## What you will do
One part of the entries below is wanted: the lines from the one containing "directory, symlink, or" through the one containing "symlink resolution exceeded". Write those out exactly and nothing else.

Saved entries:
- - - -

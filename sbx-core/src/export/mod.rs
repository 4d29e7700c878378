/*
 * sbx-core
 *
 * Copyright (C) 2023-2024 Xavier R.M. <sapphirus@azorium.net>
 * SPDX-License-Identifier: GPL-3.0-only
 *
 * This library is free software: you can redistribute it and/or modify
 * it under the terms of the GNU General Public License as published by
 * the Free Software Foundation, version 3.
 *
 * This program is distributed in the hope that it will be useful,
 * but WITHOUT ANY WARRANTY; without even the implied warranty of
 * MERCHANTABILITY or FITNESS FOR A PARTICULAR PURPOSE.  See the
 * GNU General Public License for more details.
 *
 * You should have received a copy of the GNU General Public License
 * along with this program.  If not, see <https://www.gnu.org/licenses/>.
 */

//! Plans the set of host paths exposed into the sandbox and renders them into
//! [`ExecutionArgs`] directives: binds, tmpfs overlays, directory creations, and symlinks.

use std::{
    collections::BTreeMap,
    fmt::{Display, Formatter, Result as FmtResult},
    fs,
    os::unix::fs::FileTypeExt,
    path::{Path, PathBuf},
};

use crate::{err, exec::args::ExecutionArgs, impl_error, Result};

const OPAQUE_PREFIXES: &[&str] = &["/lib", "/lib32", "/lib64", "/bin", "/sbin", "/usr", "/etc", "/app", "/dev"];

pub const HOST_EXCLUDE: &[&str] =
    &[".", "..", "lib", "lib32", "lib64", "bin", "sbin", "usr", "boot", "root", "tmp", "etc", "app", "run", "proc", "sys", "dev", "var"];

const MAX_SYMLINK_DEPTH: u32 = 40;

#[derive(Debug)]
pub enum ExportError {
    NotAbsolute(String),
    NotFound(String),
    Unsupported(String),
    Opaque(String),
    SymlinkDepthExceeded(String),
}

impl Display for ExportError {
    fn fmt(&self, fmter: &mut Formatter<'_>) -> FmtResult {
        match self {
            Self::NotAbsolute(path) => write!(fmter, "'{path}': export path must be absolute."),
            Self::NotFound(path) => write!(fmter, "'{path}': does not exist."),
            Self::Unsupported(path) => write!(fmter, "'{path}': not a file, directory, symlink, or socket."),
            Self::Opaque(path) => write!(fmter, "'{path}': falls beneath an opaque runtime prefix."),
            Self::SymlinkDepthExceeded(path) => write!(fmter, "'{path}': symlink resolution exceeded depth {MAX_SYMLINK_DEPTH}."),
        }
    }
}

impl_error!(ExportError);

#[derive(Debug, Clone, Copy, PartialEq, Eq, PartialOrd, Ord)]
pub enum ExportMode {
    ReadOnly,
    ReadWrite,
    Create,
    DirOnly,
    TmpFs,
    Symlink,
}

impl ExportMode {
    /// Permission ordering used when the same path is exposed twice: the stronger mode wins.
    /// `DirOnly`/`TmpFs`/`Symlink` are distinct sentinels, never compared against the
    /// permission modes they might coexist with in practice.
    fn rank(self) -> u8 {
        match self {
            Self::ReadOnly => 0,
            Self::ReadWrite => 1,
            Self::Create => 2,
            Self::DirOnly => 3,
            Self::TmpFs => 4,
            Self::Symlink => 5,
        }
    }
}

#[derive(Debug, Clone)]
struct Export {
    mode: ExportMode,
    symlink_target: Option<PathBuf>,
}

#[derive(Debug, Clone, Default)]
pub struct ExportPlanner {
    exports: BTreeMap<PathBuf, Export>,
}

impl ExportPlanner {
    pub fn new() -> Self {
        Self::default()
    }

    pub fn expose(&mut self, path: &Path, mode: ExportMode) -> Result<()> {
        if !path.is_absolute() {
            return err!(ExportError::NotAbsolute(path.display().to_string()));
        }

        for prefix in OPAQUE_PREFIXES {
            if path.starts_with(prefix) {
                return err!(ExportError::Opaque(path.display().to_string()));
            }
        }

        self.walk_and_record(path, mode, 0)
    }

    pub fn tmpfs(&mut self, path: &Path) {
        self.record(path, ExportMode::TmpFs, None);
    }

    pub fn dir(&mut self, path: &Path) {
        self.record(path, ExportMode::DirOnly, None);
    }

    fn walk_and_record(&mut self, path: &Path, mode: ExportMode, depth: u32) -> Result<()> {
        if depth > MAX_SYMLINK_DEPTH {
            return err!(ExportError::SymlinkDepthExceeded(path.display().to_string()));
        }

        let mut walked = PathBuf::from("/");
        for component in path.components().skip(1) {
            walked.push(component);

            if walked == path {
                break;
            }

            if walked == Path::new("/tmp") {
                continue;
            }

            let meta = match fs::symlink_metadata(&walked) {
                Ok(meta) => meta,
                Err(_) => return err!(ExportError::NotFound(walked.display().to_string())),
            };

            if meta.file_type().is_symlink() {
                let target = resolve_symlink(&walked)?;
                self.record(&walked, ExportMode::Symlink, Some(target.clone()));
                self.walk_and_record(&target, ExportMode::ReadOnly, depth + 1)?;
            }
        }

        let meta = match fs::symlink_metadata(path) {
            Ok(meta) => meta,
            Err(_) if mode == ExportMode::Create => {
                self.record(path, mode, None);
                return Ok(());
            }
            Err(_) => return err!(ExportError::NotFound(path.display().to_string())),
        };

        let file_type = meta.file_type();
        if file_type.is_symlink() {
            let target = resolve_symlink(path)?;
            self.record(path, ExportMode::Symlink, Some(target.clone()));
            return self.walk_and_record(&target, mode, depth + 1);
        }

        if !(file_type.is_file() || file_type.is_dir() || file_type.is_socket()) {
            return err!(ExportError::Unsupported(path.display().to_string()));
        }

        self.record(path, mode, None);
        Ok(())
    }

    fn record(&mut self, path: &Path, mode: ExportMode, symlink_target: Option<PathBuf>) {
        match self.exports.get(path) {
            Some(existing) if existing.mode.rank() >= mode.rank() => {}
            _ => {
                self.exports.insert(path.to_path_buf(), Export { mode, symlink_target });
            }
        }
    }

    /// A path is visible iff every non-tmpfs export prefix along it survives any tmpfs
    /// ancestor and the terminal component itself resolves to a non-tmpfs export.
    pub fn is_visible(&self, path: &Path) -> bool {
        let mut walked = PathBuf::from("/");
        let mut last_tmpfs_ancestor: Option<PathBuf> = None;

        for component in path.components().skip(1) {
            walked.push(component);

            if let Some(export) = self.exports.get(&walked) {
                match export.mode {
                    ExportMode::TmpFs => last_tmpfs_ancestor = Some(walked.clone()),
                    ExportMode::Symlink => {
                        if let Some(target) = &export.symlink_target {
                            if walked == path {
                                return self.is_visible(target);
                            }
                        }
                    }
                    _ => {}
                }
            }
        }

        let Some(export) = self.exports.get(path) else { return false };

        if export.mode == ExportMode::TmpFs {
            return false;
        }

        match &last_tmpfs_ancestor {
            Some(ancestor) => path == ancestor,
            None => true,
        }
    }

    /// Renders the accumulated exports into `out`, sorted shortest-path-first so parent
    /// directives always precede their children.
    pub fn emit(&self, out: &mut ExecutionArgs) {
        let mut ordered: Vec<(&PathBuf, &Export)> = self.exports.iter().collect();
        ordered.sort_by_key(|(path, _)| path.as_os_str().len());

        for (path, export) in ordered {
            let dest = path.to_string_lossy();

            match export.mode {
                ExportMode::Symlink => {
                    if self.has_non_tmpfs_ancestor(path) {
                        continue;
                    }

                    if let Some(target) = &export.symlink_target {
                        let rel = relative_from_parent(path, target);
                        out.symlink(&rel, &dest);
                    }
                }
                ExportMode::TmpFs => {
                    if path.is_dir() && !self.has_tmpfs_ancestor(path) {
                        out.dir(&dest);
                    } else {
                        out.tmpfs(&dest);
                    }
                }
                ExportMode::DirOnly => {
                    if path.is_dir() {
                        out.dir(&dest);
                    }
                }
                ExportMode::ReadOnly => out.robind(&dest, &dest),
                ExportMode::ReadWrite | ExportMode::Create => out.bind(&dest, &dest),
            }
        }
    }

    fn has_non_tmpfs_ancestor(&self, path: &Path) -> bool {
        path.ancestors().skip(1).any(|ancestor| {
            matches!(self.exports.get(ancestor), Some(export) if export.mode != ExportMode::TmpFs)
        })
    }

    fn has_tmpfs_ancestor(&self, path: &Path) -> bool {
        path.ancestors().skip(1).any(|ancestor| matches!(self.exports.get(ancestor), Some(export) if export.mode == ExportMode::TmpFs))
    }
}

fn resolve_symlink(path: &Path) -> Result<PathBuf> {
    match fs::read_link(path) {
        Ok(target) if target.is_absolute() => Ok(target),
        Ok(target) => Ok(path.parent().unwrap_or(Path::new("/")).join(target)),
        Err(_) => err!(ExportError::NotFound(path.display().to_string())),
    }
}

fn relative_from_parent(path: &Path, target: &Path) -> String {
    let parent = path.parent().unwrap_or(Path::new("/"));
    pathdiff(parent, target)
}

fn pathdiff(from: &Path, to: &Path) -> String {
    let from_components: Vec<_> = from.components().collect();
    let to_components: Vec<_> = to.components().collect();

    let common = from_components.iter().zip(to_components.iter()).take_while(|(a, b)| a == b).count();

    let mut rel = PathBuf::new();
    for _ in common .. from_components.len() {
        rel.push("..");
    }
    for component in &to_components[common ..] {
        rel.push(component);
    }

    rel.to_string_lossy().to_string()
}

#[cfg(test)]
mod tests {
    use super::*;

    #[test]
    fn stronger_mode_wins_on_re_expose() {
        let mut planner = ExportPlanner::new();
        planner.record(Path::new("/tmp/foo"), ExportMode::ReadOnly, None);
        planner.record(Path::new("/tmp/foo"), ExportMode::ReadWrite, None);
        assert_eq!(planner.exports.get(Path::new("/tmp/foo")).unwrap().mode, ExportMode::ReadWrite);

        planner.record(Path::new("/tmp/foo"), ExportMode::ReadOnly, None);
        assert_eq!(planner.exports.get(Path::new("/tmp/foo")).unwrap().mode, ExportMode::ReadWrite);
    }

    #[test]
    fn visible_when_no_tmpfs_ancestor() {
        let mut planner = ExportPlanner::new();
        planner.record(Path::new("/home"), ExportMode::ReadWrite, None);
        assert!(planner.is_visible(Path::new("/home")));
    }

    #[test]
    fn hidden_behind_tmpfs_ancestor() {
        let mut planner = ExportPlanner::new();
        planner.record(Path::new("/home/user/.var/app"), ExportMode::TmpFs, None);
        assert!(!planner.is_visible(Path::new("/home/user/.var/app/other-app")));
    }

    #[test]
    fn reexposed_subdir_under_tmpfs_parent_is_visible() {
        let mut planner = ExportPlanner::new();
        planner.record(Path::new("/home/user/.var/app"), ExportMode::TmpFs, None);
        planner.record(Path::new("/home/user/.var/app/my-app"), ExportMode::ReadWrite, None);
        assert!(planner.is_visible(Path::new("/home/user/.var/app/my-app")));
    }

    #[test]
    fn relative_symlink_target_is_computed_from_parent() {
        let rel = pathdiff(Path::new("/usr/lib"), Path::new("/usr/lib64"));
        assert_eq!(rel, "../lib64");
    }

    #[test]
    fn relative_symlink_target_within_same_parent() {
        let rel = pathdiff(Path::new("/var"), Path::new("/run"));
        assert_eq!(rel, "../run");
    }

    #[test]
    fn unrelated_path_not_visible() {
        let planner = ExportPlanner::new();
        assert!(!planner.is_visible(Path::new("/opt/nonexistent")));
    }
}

- - - -

## Written reply
            Self::Unsupported(path) => write!(fmter, "'{path}': not a file, directory, symlink, or socket."),
            Self::Opaque(path) => write!(fmter, "'{path}': falls beneath an opaque runtime prefix."),
            Self::SymlinkDepthExceeded(path) => write!(fmter, "'{path}': symlink resolution exceeded depth {MAX_SYMLINK_DEPTH}."),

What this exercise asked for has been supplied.